Heterogeneous nucleation of colloidal melts under the influence of shearing fields

Large, oriented single crystals may be obtained from shear melts of colloidal particles after nucleation at the container walls. We are here interested in the processes occurring during the initial phase of their formation. Using different microscopic and scattering techniques we here studied highly charged suspensions of spherical particles, dispersed in low salt or deionized water, in single and double wall confinement, during and after cessation of shear. While the equilibrium phase of our colloidal solids is body centred cubic, the shear induced precursors of heterogeneous nuclei consist of wall based, oriented, registered or freely sliding layers with in plane hexagonal symmetry. Cessation of shear initiates a complex heterogeneous nucleation process. If the layer structures are space filling, they register to form a meta-stable randomly stacked close packed hexagonal crystal. In double wall confinement the transformation to the equilibrium body centred cubic structure occurs on long timescales via nucleation and subsequent lateral growth.
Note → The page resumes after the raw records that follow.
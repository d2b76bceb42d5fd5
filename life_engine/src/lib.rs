//! Conway's Game of Life on a fixed-size torus.
//!
//! The [`Engine`] owns two equally sized buffers and a generation counter.
//! Each [`Engine::iterate`] reads only the current buffer, writes the next
//! generation into the other one and swaps them. Hosts never mutate cells:
//! they read through the query methods, usually from a [`Presenter`] driven
//! by a [`Scheduler`].
//!
//! ```text
//! Params::parse("?rows=20&columns=40&seed=7")
//!     -> Engine::from_params      (seeded ChaCha8, one coin flip per cell)
//!     -> Scheduler::frame         (present, then iterate)
//! ```

pub mod cycle;
mod engine;
mod error;
pub mod grid;
pub mod params;
pub mod patterns;
mod scheduler;
pub mod seed;

pub use cycle::CycleDetector;
pub use engine::Engine;
pub use error::{LifeError, LifeResult};
pub use grid::Grid;
pub use params::Params;
pub use patterns::Pattern;
pub use scheduler::{DEFAULT_PACING, Presenter, Scheduler, Step};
For non-space filling, wall based layer structures we find indications of competition between the decay of the layers in favour of the shear melt and their stabilization through registering and subsequent coverage by an epitaxially growing wall crystal. From quantitative growth curve measurements we obtain the initial wall crystal thickness d(0), which may serve as a lower bound to the extension of the layer structures under shear. We observe a pronounced dependence of d(0) on both former shear conditions and meta-stability of the melt.